From the audience’s perspective, the only gross part is the fact that you’ve handled the person’s ABC gum – granted, that IS gross. However, putting aside the gross-factor for a moment, you have a true miracle. From the audience perspective (particularly the gum chewer), you took her piece of gum (say Big Red) and passed your hand over it, and it completely restored. The miracle is at least two-fold. First, the fact that her gum is Big Red and you now have a whole, fresh stick of Big Red is a miracle.
If it were some kind of switch, she wonders, how did he know what kind of gum it would be? Secondly, your hands are completely empty except for the fresh piece of gum. They can’t see the ABC stuck beneath it. That’s a freakin’ miracle. Then comes the clean up which is only gross to you. You eat the newly created stick of gum and (secretly) the ABC gum. You put it in your mouth, and you are totally clean (except for the ABC gum germs).

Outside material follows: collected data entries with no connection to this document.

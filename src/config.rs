//! Scan configuration using Figment
//!
//! Configuration is layered from:
//! 1. A TOML file (`config/scan.toml` by default)
//! 2. Environment variables prefixed with `SPECTRO_SCAN__`, nested with `__`
//!
//! Every section except `[application]` may be omitted; missing fields take
//! the defaults below.
//!
//! # Example
//! ```no_run
//! use spectro_scan::config::ScanConfig;
//!
//! # fn main() -> Result<(), Box<dyn std::error::Error>> {
//! let config = ScanConfig::load_from("config/scan.toml")?;
//! config.validate()?;
//! println!("trigger lead: {:?}", config.timing.trigger_lead());
//! # Ok(())
//! # }
//! ```
//!
//! Override a single field from the shell:
//! `SPECTRO_SCAN__NETWORK__MAX_RETRIES=5 spectro-scan controller ...`

use crate::error::{AppResult, ScanError};
use crate::scan::gate::StabilityThresholds;
use crate::validation::{is_in_range, is_not_empty, is_positive, is_valid_endpoint, is_valid_path};
use figment::{
    providers::{Env, Format, Toml},
    Figment,
};
use serde::{Deserialize, Serialize};
use std::path::{Path, PathBuf};
use std::time::Duration;

/// Environment variable prefix.
pub const ENV_PREFIX: &str = "SPECTRO_SCAN__";

/// Allowed range for the TRIG lead time, in milliseconds.
pub const TRIGGER_LEAD_RANGE_MS: std::ops::RangeInclusive<u64> = 100..=150;

/// Top-level configuration.
#[derive(Debug, Clone, Serialize, Deserialize)]
pub struct ScanConfig {
    /// Application settings
    pub application: ApplicationConfig,
    /// Link to the peer node
    #[serde(default)]
    pub network: NetworkConfig,
    /// Handshake and acquisition timing
    #[serde(default)]
    pub timing: TimingConfig,
    /// Stability thresholds for the validation gate
    #[serde(default)]
    pub thresholds: ThresholdConfig,
    /// Voltage output limits
    #[serde(default)]
    pub actuation: ActuationConfig,
    /// Sampling style per node
    #[serde(default)]
    pub acquisition: AcquisitionConfig,
    /// Retry ledger location
    #[serde(default)]
    pub ledger: LedgerConfig,
}

/// Application-level configuration
#[derive(Debug, Clone, Serialize, Deserialize)]
pub struct ApplicationConfig {
    /// Application name
    pub name: String,
    /// Logging level (trace, debug, info, warn, error)
    pub log_level: String,
    /// Log output format
    #[serde(default)]
    pub log_format: LogFormat,
}

/// Log output format.
#[derive(Debug, Clone, Copy, Default, PartialEq, Eq, Serialize, Deserialize)]
#[serde(rename_all = "lowercase")]
pub enum LogFormat {
    /// Multi-line, colored
    #[default]
    Pretty,
    /// Single line per event
    Compact,
    /// One JSON object per event
    Json,
}

/// Network configuration
#[derive(Debug, Clone, Serialize, Deserialize)]
pub struct NetworkConfig {
    /// Address the controller listens on and the analyzer connects to
    #[serde(default = "default_endpoint")]
    pub endpoint: String,
    /// Wait for each reply before re-sending, in milliseconds
    #[serde(default = "default_reply_timeout")]
    pub reply_timeout_ms: u64,
    /// Re-sends of an unanswered request before the step is escalated
    #[serde(default = "default_max_retries")]
    pub max_retries: u32,
    /// Wait for the analyzer's READY, in milliseconds
    #[serde(default = "default_ready_timeout")]
    pub ready_timeout_ms: u64,
    /// Ask the analyzer for its raw samples after every FIN
    #[serde(default)]
    pub request_raw: bool,
}

/// Timing configuration
#[derive(Debug, Clone, Serialize, Deserialize)]
pub struct TimingConfig {
    /// Lead between TRIG and the synchronized start, in milliseconds
    #[serde(default = "default_trigger_lead")]
    pub trigger_lead_ms: u64,
    /// Length of each acquisition window, in milliseconds
    #[serde(default = "default_window")]
    pub acquisition_window_ms: u32,
    /// Settling time after the output reaches its setpoint, in milliseconds
    #[serde(default = "default_settle")]
    pub settle_ms: u64,
    /// Period of the interval scheduler, in milliseconds
    #[serde(default = "default_poll_interval")]
    pub poll_interval_ms: u64,
    /// Wait between unregistering a callback and freezing its queue
    #[serde(default = "default_quiescence")]
    pub quiescence_ms: u64,
}

/// Stability thresholds (strict upper bounds on stddev)
#[derive(Debug, Clone, Serialize, Deserialize)]
pub struct ThresholdConfig {
    /// Frequency stddev bound in Hz
    #[serde(default = "default_freq_threshold")]
    pub freq_stddev: f64,
    /// Intensity stddev bound in volts
    #[serde(default = "default_intensity_threshold")]
    pub intensity_stddev: f64,
}

/// Actuation limits
#[derive(Debug, Clone, Serialize, Deserialize)]
pub struct ActuationConfig {
    /// Absolute output limit in volts
    #[serde(default = "default_voltage_limit")]
    pub voltage_limit: f64,
    /// Ramp rate in V/s used for every setpoint change
    #[serde(default = "default_ramp_rate")]
    pub max_ramp_rate: f64,
}

/// Sampling style.
#[derive(Debug, Clone, Copy, Default, PartialEq, Eq, Serialize, Deserialize)]
#[serde(rename_all = "lowercase")]
pub enum AcquisitionMode {
    /// Fixed-period polling
    #[default]
    Interval,
    /// Device-pushed events
    Event,
}

/// What the wavemeter reports.
#[derive(Debug, Clone, Copy, Default, PartialEq, Eq, Serialize, Deserialize)]
#[serde(rename_all = "lowercase")]
pub enum WavemeterReadout {
    /// Optical frequency in Hz
    #[default]
    Frequency,
    /// Vacuum wavelength in nm, converted to Hz on acquisition
    Wavelength,
}

/// Acquisition configuration
#[derive(Debug, Clone, Default, Serialize, Deserialize)]
pub struct AcquisitionConfig {
    /// Frequency reference sampling on the controller
    #[serde(default)]
    pub controller_mode: AcquisitionMode,
    /// Intensity sampling on the analyzer
    #[serde(default)]
    pub analyzer_mode: AcquisitionMode,
    /// Wavemeter output units
    #[serde(default)]
    pub wavemeter_readout: WavemeterReadout,
}

/// Retry ledger configuration
#[derive(Debug, Clone, Serialize, Deserialize)]
pub struct LedgerConfig {
    /// JSON Lines file of failed steps
    #[serde(default = "default_ledger_path")]
    pub path: PathBuf,
}

// Default value functions
fn default_endpoint() -> String {
    "127.0.0.1:7878".to_string()
}

fn default_reply_timeout() -> u64 {
    500
}

fn default_max_retries() -> u32 {
    3
}

fn default_ready_timeout() -> u64 {
    10_000
}

fn default_trigger_lead() -> u64 {
    120
}

fn default_window() -> u32 {
    3_000
}

fn default_settle() -> u64 {
    500
}

fn default_poll_interval() -> u64 {
    100
}

fn default_quiescence() -> u64 {
    20
}

fn default_freq_threshold() -> f64 {
    50.0e6
}

fn default_intensity_threshold() -> f64 {
    0.05
}

fn default_voltage_limit() -> f64 {
    10.0
}

fn default_ramp_rate() -> f64 {
    10.0
}

fn default_ledger_path() -> PathBuf {
    PathBuf::from("failed_steps.jsonl")
}

impl Default for NetworkConfig {
    fn default() -> Self {
        Self {
            endpoint: default_endpoint(),
            reply_timeout_ms: default_reply_timeout(),
            max_retries: default_max_retries(),
            ready_timeout_ms: default_ready_timeout(),
            request_raw: false,
        }
    }
}

impl Default for TimingConfig {
    fn default() -> Self {
        Self {
            trigger_lead_ms: default_trigger_lead(),
            acquisition_window_ms: default_window(),
            settle_ms: default_settle(),
            poll_interval_ms: default_poll_interval(),
            quiescence_ms: default_quiescence(),
        }
    }
}

impl Default for ThresholdConfig {
    fn default() -> Self {
        Self {
            freq_stddev: default_freq_threshold(),
            intensity_stddev: default_intensity_threshold(),
        }
    }
}

impl Default for ActuationConfig {
    fn default() -> Self {
        Self {
            voltage_limit: default_voltage_limit(),
            max_ramp_rate: default_ramp_rate(),
        }
    }
}

impl Default for LedgerConfig {
    fn default() -> Self {
        Self {
            path: default_ledger_path(),
        }
    }
}

impl NetworkConfig {
    /// Reply timeout as a `Duration`.
    pub fn reply_timeout(&self) -> Duration {
        Duration::from_millis(self.reply_timeout_ms)
    }

    /// READY timeout as a `Duration`.
    pub fn ready_timeout(&self) -> Duration {
        Duration::from_millis(self.ready_timeout_ms)
    }
}

impl TimingConfig {
    /// TRIG lead as a `Duration`.
    pub fn trigger_lead(&self) -> Duration {
        Duration::from_millis(self.trigger_lead_ms)
    }

    /// Acquisition window as a `Duration`.
    pub fn window(&self) -> Duration {
        Duration::from_millis(u64::from(self.acquisition_window_ms))
    }

    /// Settling time as a `Duration`.
    pub fn settle(&self) -> Duration {
        Duration::from_millis(self.settle_ms)
    }

    /// Poll period as a `Duration`.
    pub fn poll_interval(&self) -> Duration {
        Duration::from_millis(self.poll_interval_ms)
    }

    /// Callback quiescence as a `Duration`.
    pub fn quiescence(&self) -> Duration {
        Duration::from_millis(self.quiescence_ms)
    }
}

impl ThresholdConfig {
    /// Thresholds in the form the validation gate takes.
    pub fn stability(&self) -> StabilityThresholds {
        StabilityThresholds {
            freq_stddev: self.freq_stddev,
            intensity_stddev: self.intensity_stddev,
        }
    }
}

impl ScanConfig {
    /// Load configuration from `config/scan.toml` and the environment.
    pub fn load() -> AppResult<Self> {
        Self::load_from("config/scan.toml")
    }

    /// Load configuration from a specific file path and the environment.
    pub fn load_from<P: AsRef<Path>>(path: P) -> AppResult<Self> {
        Self::figment(path.as_ref()).extract().map_err(ScanError::from)
    }

    /// The provider stack, exposed so callers can merge extra layers.
    pub fn figment(path: &Path) -> Figment {
        Figment::new()
            .merge(Toml::file(path))
            .merge(Env::prefixed(ENV_PREFIX).split("__"))
    }

    /// Validate configuration after loading.
    pub fn validate(&self) -> AppResult<()> {
        let fail = |field: &str, reason: &str| {
            ScanError::Configuration(format!("{field}: {reason}"))
        };

        let valid_levels = ["trace", "debug", "info", "warn", "error"];
        if !valid_levels.contains(&self.application.log_level.to_lowercase().as_str()) {
            return Err(ScanError::Configuration(format!(
                "Invalid log_level '{}'. Must be one of: {}",
                self.application.log_level,
                valid_levels.join(", ")
            )));
        }
        is_not_empty(&self.application.name).map_err(|e| fail("application.name", e))?;

        is_valid_endpoint(&self.network.endpoint).map_err(|e| fail("network.endpoint", e))?;
        is_positive(self.network.reply_timeout_ms as f64)
            .map_err(|e| fail("network.reply_timeout_ms", e))?;
        is_positive(self.network.ready_timeout_ms as f64)
            .map_err(|e| fail("network.ready_timeout_ms", e))?;

        is_in_range(self.timing.trigger_lead_ms, TRIGGER_LEAD_RANGE_MS)
            .map_err(|e| fail("timing.trigger_lead_ms", e))?;
        is_positive(f64::from(self.timing.acquisition_window_ms))
            .map_err(|e| fail("timing.acquisition_window_ms", e))?;
        is_positive(self.timing.poll_interval_ms as f64)
            .map_err(|e| fail("timing.poll_interval_ms", e))?;

        is_positive(self.thresholds.freq_stddev).map_err(|e| fail("thresholds.freq_stddev", e))?;
        is_positive(self.thresholds.intensity_stddev)
            .map_err(|e| fail("thresholds.intensity_stddev", e))?;

        is_positive(self.actuation.voltage_limit)
            .map_err(|e| fail("actuation.voltage_limit", e))?;
        is_positive(self.actuation.max_ramp_rate)
            .map_err(|e| fail("actuation.max_ramp_rate", e))?;

        is_valid_path(&self.ledger.path.to_string_lossy()).map_err(|e| fail("ledger.path", e))?;

        Ok(())
    }
}

#[cfg(test)]
pub(crate) mod tests {
    use super::*;

    pub(crate) fn sample_config() -> ScanConfig {
        minimal()
    }

    fn minimal() -> ScanConfig {
        ScanConfig {
            application: ApplicationConfig {
                name: "Test".to_string(),
                log_level: "info".to_string(),
                log_format: LogFormat::Compact,
            },
            network: NetworkConfig::default(),
            timing: TimingConfig::default(),
            thresholds: ThresholdConfig::default(),
            actuation: ActuationConfig::default(),
            acquisition: AcquisitionConfig::default(),
            ledger: LedgerConfig::default(),
        }
    }

    #[test]
    fn defaults_validate() {
        let config = minimal();
        assert!(config.validate().is_ok());
        assert_eq!(config.network.max_retries, 3);
        assert_eq!(config.timing.trigger_lead(), Duration::from_millis(120));
        assert_eq!(config.acquisition.analyzer_mode, AcquisitionMode::Interval);
        assert_eq!(config.acquisition.wavemeter_readout, WavemeterReadout::Frequency);
    }

    #[test]
    fn invalid_log_level() {
        let mut config = minimal();
        config.application.log_level = "loud".to_string();
        assert!(matches!(
            config.validate(),
            Err(ScanError::Configuration(_))
        ));
    }

    #[test]
    fn trigger_lead_outside_window_is_rejected() {
        for lead in [99, 151, 0] {
            let mut config = minimal();
            config.timing.trigger_lead_ms = lead;
            assert!(config.validate().is_err(), "lead {lead} accepted");
        }
        let mut config = minimal();
        config.timing.trigger_lead_ms = 150;
        assert!(config.validate().is_ok());
    }

    #[test]
    fn non_positive_threshold_is_rejected() {
        let mut config = minimal();
        config.thresholds.intensity_stddev = 0.0;
        let err = config.validate().unwrap_err();
        assert!(err.to_string().contains("thresholds.intensity_stddev"));
    }

    #[test]
    fn endpoint_must_be_socket_address() {
        let mut config = minimal();
        config.network.endpoint = "localhost".to_string();
        assert!(config.validate().is_err());
        config.network.endpoint = "10.0.0.2:0".to_string();
        assert!(config.validate().is_err());
    }
}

Of course, you can do this with your own gum from your own mouth, but what makes this so powerful is the fact that (from the audience perspective), you could have chosen anyone in the group and whatever gum they were chewing would have been restored. They think that you could have taken Bob’s banana flavored gum instead of Cindy’s Big Red and restored his piece to a piece of unchewed banana gum. That’s a miracle folks.
Final Thoughts
Remember, from the audience perspective, the only gross part is that you touched someone else’s ABC gum. They have no idea that you ate it too. Those of you who read my review of Jeff Prace’s DVD, Gum will of course instantly realize what may appear to be hypocrisy. I was not a fan of the effects where he appeared to handle his chewed gum. I’m still not a fan of that. In the Prace video it was demonstrated as an effect done in a “formal” presentational situation . . . at a restaurant and/or in a situation “on the streets” where a crowd of strangers where drawn in.
This is slightly different in that it would be done for someone you know, and it’s not meant to be a performance piece. In High School the gag of eating ABC gum went like this “Hey do you have any more gum?” She says, “No, only the one I’m chewing.” I say, “That’s fine, I’ll take it.” She jokingly pulls it out of her mouth and mock-hands it to me. I take it and eat it. This would go down in a similar fashion. When the person says that they don’t have any gum, I would offer to take the one they’re chewing. Then I would restore it.
I haven’t eaten a person’s ABC gum since High School, and I’ve never performed the above described trick. I have performed it only for myself to test the method, but have never done it in a real setting and I likely never will . . . not because I’m unwilling to eat ABC gum (although the appeal goes away with every passing year), but rather because handling someone else’s ABC gum could gross out innocent bystanders. However, I know that those may not be limitations for many of you, so I figured I share. I’ll likely never publish this in any place where I’m charging money for it unless the focus of the publication was less about the trick and the gum and more about some other subject such as creativity or following your ideas to see where they lead, etc.
That being said, don’t be a hater. Take the trick for what it’s worth . . . a crazy idea I had nearly a decade ago. If you like it, great; use it. If you hate it, great; don’t use it and take comfort in the fact that you didn’t have to pay for it.